The problem, as I see it, that a lot of people face trying to write a technical blog is how to divide up what they're explaining into digestible chunks (size dependent on audience, Terence Tao's blog chunk size will be different than your high school math blog's) and present them intermingled with good language. In effect, the language (unique voice, anecdotes, etc.) is the carrier and the chunks is the information and the audience dictates the channel capacity.


Blogging isn't the only way to write and publish the content.

The way I do it is to write 500 words a day on some random subjects for no reason other than it's "interesting" on published it on a single page called Notes and Thought. Then I continuously work the various areas of that pages, adding new paragraph, fixing grammar mistakes, and so on. Eventually, one of the section in my page will grow into a essay. When an essay is spun off, I also work on the essay to make sure it's complete-sounding and all polished up. However, they are never actually finished or frozen in time, and they will be continuously updated for the rest of their lifespan. Notes and Thoughts also linked any spun off essay with the original section and an abstract describing the content of the new essay.

Blog posts are temporal in nature, and they never get updated continuously. So a hundred year from now, the blog post will say the same thing, still feel amateurish, and also horrifically outdated.

If you want to know what I am working on: http://kibabase.com/articles/notes-and-thoughts

Blogging is more like a conversation that's very time specific. While mine is more like a book or an encyclopedia of my mind.
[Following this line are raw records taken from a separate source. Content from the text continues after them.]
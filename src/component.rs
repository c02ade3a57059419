//! ERP components: polarity-tagged time windows over a [`Signal`].
//!
//! A [`Component`] borrows the windowed slice of one signal.  All statistics
//! are computed on `effective = values - baseline`, skip NaN samples, and
//! return NaN when the window holds no usable sample.
use std::fmt;
use std::str::FromStr;

use ndarray::{s, Array1, ArrayView1};

use crate::error::{ErpError, Result};
use crate::signal::Signal;
use crate::stats;
use crate::timeline::window_indices;

/// Expected sign of a component's deflection.
#[derive(Debug, Clone, Copy, PartialEq, Eq)]
pub enum Orientation {
    Negative,
    Positive,
}

impl Orientation {
    pub fn from_letter(c: char) -> Option<Self> {
        match c.to_ascii_uppercase() {
            'N' => Some(Self::Negative),
            'P' => Some(Self::Positive),
            _ => None,
        }
    }

    pub fn letter(self) -> char {
        match self {
            Self::Negative => 'N',
            Self::Positive => 'P',
        }
    }
}

#[derive(Debug, Clone)]
pub struct Component<'a> {
    orientation: Orientation,
    window_start: f64,
    window_end: f64,
    baseline: f64,
    timeline: ArrayView1<'a, f64>,
    values: ArrayView1<'a, f64>,
}

impl<'a> Component<'a> {
    /// Window `signal` to `[window_start, window_end]` (timeline units).
    ///
    /// Bounds snap to the nearest samples; the realised window is the
    /// half-open index range between them and may be empty.  An end at or
    /// past the last sample keeps the last sample.
    pub fn new(
        orientation: Orientation,
        window_start: f64,
        window_end: f64,
        signal: &'a Signal,
        baseline: f64,
    ) -> Result<Self> {
        if window_start.is_nan() || window_end.is_nan() || window_start >= window_end {
            return Err(ErpError::Window { start: window_start, end: window_end });
        }
        let full_timeline = signal.timeline();
        let (i1, i2) = window_indices(&full_timeline, window_start, window_end);
        Ok(Self {
            orientation,
            window_start,
            window_end,
            baseline,
            timeline: full_timeline.slice_move(s![i1..i2]),
            values: signal.values().slice_move(s![i1..i2]),
        })
    }

    pub fn orientation(&self) -> Orientation {
        self.orientation
    }

    /// Requested `(start, end)`, before snapping to samples.
    pub fn window(&self) -> (f64, f64) {
        (self.window_start, self.window_end)
    }

    pub fn baseline(&self) -> f64 {
        self.baseline
    }

    /// Sliced timeline actually covered.
    pub fn timeline(&self) -> ArrayView1<'a, f64> {
        self.timeline
    }

    /// Sliced raw values (baseline not subtracted).
    pub fn values(&self) -> ArrayView1<'a, f64> {
        self.values
    }

    pub fn is_empty(&self) -> bool {
        self.values.is_empty()
    }

    /// `values - baseline` over the window.
    pub fn effective(&self) -> Array1<f64> {
        self.values.mapv(|v| v - self.baseline)
    }

    pub fn sum(&self) -> f64 {
        stats::nansum(&self.effective().view())
    }

    pub fn absolute_sum(&self) -> f64 {
        stats::nansum(&self.effective().mapv(f64::abs).view())
    }

    /// Legacy RMS: `sqrt(mean(effective))`.
    ///
    /// Not a root-mean-square; NaN whenever the mean is negative.  Kept for
    /// consumers that depend on historical values, see [`Self::true_rms`].
    pub fn rms(&self) -> f64 {
        stats::nanmean(&self.effective().view()).sqrt()
    }

    /// Root-mean-square: `sqrt(mean(effective²))`.
    pub fn true_rms(&self) -> f64 {
        stats::nanmean(&self.effective().mapv(|v| v * v).view()).sqrt()
    }

    /// Signed extremum: minimum for negative components, maximum for positive.
    pub fn peak(&self) -> f64 {
        let eff = self.effective();
        match self.orientation {
            Orientation::Negative => stats::nanmin(&eff.view()),
            Orientation::Positive => stats::nanmax(&eff.view()),
        }
    }

    /// Trapezoidal integral against the sliced timeline.
    pub fn area_under_curve(&self, use_absolute: bool) -> f64 {
        if self.is_empty() {
            return f64::NAN;
        }
        let mut eff = self.effective();
        if use_absolute {
            eff.mapv_inplace(f64::abs);
        }
        stats::nantrapz(&eff.view(), &self.timeline)
    }

    pub fn stats(&self) -> ComponentStats {
        ComponentStats {
            sum: self.sum(),
            absolute_sum: self.absolute_sum(),
            rms: self.rms(),
            true_rms: self.true_rms(),
            peak: self.peak(),
            area: self.area_under_curve(false),
            absolute_area: self.area_under_curve(true),
        }
    }
}

/// Every statistic of one component.
#[derive(Debug, Clone, Copy, PartialEq)]
pub struct ComponentStats {
    pub sum: f64,
    pub absolute_sum: f64,
    /// Legacy `sqrt(mean(x))`.
    pub rms: f64,
    pub true_rms: f64,
    pub peak: f64,
    pub area: f64,
    pub absolute_area: f64,
}

/// A named component such as `N100`: polarity letter + latency (ms after
/// stimulus onset).
#[derive(Debug, Clone, PartialEq)]
pub struct ComponentSpec {
    pub orientation: Orientation,
    pub latency: f64,
}

impl ComponentSpec {
    pub fn new(orientation: Orientation, latency: f64) -> Self {
        Self { orientation, latency }
    }

    /// `[latency + stimulus - half_width, latency + stimulus + half_width]`.
    pub fn window(&self, stimulus_time: f64, half_width: f64) -> (f64, f64) {
        let centre = stimulus_time + self.latency;
        (centre - half_width, centre + half_width)
    }

    /// Build the component over `signal`.
    pub fn apply<'a>(
        &self,
        signal: &'a Signal,
        stimulus_time: f64,
        half_width: f64,
        baseline: f64,
    ) -> Result<Component<'a>> {
        let (start, end) = self.window(stimulus_time, half_width);
        Component::new(self.orientation, start, end, signal, baseline)
    }
}

impl FromStr for ComponentSpec {
    type Err = ErpError;

    fn from_str(name: &str) -> Result<Self> {
        let name = name.trim();
        let mut chars = name.chars();
        let orientation = chars
            .next()
            .and_then(Orientation::from_letter)
            .ok_or_else(|| ErpError::ComponentName(name.to_string()))?;
        let latency: f64 = chars
            .as_str()
            .parse()
            .map_err(|_| ErpError::ComponentName(name.to_string()))?;
        if !latency.is_finite() {
            return Err(ErpError::ComponentName(name.to_string()));
        }
        Ok(Self { orientation, latency })
    }
}

impl fmt::Display for ComponentSpec {
    fn fmt(&self, f: &mut fmt::Formatter<'_>) -> fmt::Result {
        write!(f, "{}{}", self.orientation.letter(), self.latency)
    }
}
Interesting idea. I think writing 500 words a day is great. To me this looks like something that is more meant for you, than for your readers. If that's the case that's completely fine - at least for me part of the nice thing about blogging is it helps me to refine my thoughts. This also looks like a great way to just get better at the craft of writing. But if you really want to be read, you'll probably at least need a slightly different format than this one.

If that's not the goal though, then I really like your idea in making this.


If that's the case that's completely fine - at least for me part of the nice thing about blogging is it helps me to refine my thoughts.

Only to a point. People don't edit their blog post a year after they posted. They are mostly meant to be read today.

This also looks like a great way to just get better at the craft of writing. But if you really want to be read, you'll probably at least need a slightly different format than this one.

Notes and Thoughts aren't meant to be read, but it's meant to turn out essays that will be read. Those essays are linked from Notes and Thought and the front page.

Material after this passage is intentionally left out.